Federal prosecutors in Seattle are dropping their case against Jay Michaud, a Vancouver man accused of accessing Playpen, a dark-web child pornography site that the FBI ran for 13 days in 2015 as part of a sting operation known as Operation Pacifier. But as Cyrus Farivar explains at Ars Technica, the decision has nothing to do with the morally dubious premise of that operation, which involved distributing child pornography to catch people who look at it.

Instead the Justice Department was stymied by another problem of its own making. Last year Robert Bryan, a federal judge in Tacoma, ruled that the government must reveal the source code for the “network investigative technique” (NIT) that the FBI used to get around the Tor anonymizing software shielding Playpen and its visitors if prosecutors want to use the evidence obtained with the NIT against Michaud. Since the Justice Department says the source code is a secret, the evidence was suppressed.

“The government must now choose between disclosure of classified information and dismissal of its indictment,” Annette Hayes, the U.S. attorney for the Western District of Washington, wrote in a motion filed on Friday. “Disclosure is not currently an option. Dismissal without prejudice leaves open the possibility that the government could bring new charges should there come a time within the statute of limitations when and the government be in a position to provide the requested discovery.”

Operation Pacifier led to charges against nearly 200 people, many of whom have already pleaded guilty.
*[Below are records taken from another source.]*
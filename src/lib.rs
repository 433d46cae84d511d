//! PlantKeeper backend: owned plants, species care data, watering schedules,
//! ad telemetry and daily KPIs behind an authenticated JSON API.

pub mod api;
pub mod care;
pub mod config;
pub mod db;
pub mod dto;
pub mod kpi;
pub mod prom_metrics;
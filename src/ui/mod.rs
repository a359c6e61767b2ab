pub mod print;
pub mod render;
pub mod terminal;

use crossterm::event::{ Event, EventStream };
use futures::StreamExt;
use log::{ debug, error, info };
use std::error::Error;
use std::sync::Arc;
use tokio::sync::mpsc;
use crate::client::{ ask_service, AnswerOutcome, AnswerService };
use crate::view::{ ChatView, PendingQuestion, ViewCommand };
use self::terminal::Terminal;

/// Sends the question on its own task so the view keeps handling input.
/// The task always runs to completion, even if the view is gone by then.
fn spawn_question(
    service: Arc<dyn AnswerService>,
    pending: PendingQuestion,
    tx: mpsc::Sender<AnswerOutcome>
) {
    tokio::spawn(async move {
        let outcome = ask_service(service.as_ref(), &pending.question).await;
        if tx.send(outcome).await.is_err() {
            debug!("Chat view closed before the answer arrived");
        }
    });
}

pub async fn run_interactive(service: Arc<dyn AnswerService>) -> Result<(), Box<dyn Error + Send + Sync>> {
    info!("Opening chat view against {}", service.endpoint());

    let mut terminal = Terminal::enter()?;
    let mut view = ChatView::new();
    let (clock_tx, mut clock_rx) = mpsc::channel::<String>(4);
    let ticker = view.mount(clock_tx);
    let (answer_tx, mut answer_rx) = mpsc::channel::<AnswerOutcome>(4);
    let mut events = EventStream::new();

    terminal.draw(&mut view)?;

    loop {
        tokio::select! {
            maybe_event = events.next() => {
                match maybe_event {
                    Some(Ok(Event::Key(key))) => {
                        match view.handle_key(&key) {
                            ViewCommand::Ask(pending) => {
                                spawn_question(service.clone(), pending, answer_tx.clone());
                            }
                            ViewCommand::Exit => break,
                            ViewCommand::None => {}
                        }
                    }
                    Some(Ok(Event::Paste(text))) => view.insert_str(&text),
                    Some(Ok(_)) => {}
                    Some(Err(e)) => {
                        error!("Error reading terminal events: {}", e);
                        break;
                    }
                    None => break,
                }
            }
            Some(time) = clock_rx.recv() => view.set_current_time(time),
            Some(outcome) = answer_rx.recv() => view.complete_submit(outcome),
        }
        terminal.draw(&mut view)?;
    }

    drop(ticker);
    terminal.exit()?;
    info!("Chat view closed after {} messages", view.conversation().len());
    Ok(())
}
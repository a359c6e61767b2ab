use chrono::{ DateTime, Local, TimeZone };
use log::debug;
use std::time::Duration;
use tokio::sync::mpsc;
use tokio::task::JoinHandle;

pub const TICK_INTERVAL: Duration = Duration::from_secs(60);
const CLOCK_FORMAT: &str = "%H:%M";

pub fn format_clock<Tz: TimeZone>(time: &DateTime<Tz>) -> String
    where Tz::Offset: std::fmt::Display
{
    time.format(CLOCK_FORMAT).to_string()
}

pub fn current_time() -> String {
    format_clock(&Local::now())
}

/// Periodic clock refresh. The background task lives exactly as long as this handle.
pub struct ClockTicker {
    handle: JoinHandle<()>,
}

impl ClockTicker {
    pub fn start(period: Duration, tx: mpsc::Sender<String>) -> Self {
        let handle = tokio::spawn(async move {
            let mut interval = tokio::time::interval(period);
            // First tick completes immediately; the view already shows the time.
            interval.tick().await;
            loop {
                interval.tick().await;
                if tx.send(current_time()).await.is_err() {
                    debug!("Clock receiver dropped, stopping ticker");
                    break;
                }
            }
        });
        Self { handle }
    }

}

impl Drop for ClockTicker {
    fn drop(&mut self) {
        self.handle.abort();
    }
}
Last year a defendant in West Virginia, Michael Lough, withdrew his guilty plea after a federal judge in Massachusetts suppressed evidence obtained with the government’s Tor-compromising software. In the latter case, U.S. District Judge William G. Young ruled that the federal magistrate who issued the warrant allowing use of the NIT exceeded his jurisdictional limits by purporting to authorize searches outside the Eastern District of Virginia, where the Playpen server was located but the defendant was not. At least half a dozen other judges have agreed that the warrant was invalid because of that jurisdictional error, although some decided that the evidence obtained with the warrant still could be used because it qualified for the “good faith” exception to the exclusionary rule.

Lough, by the way, originally pleaded guilty to a single count of possessing child pornography, which under federal law is punishable by up to 10 years in prison but carries no mandatory minimum. The FBI agents who ran Playpen for two weeks, by contrast, committed multiple counts of distributing child pornography, which is punishable by up to 20 years in prison and carries a five-year mandatory minimum.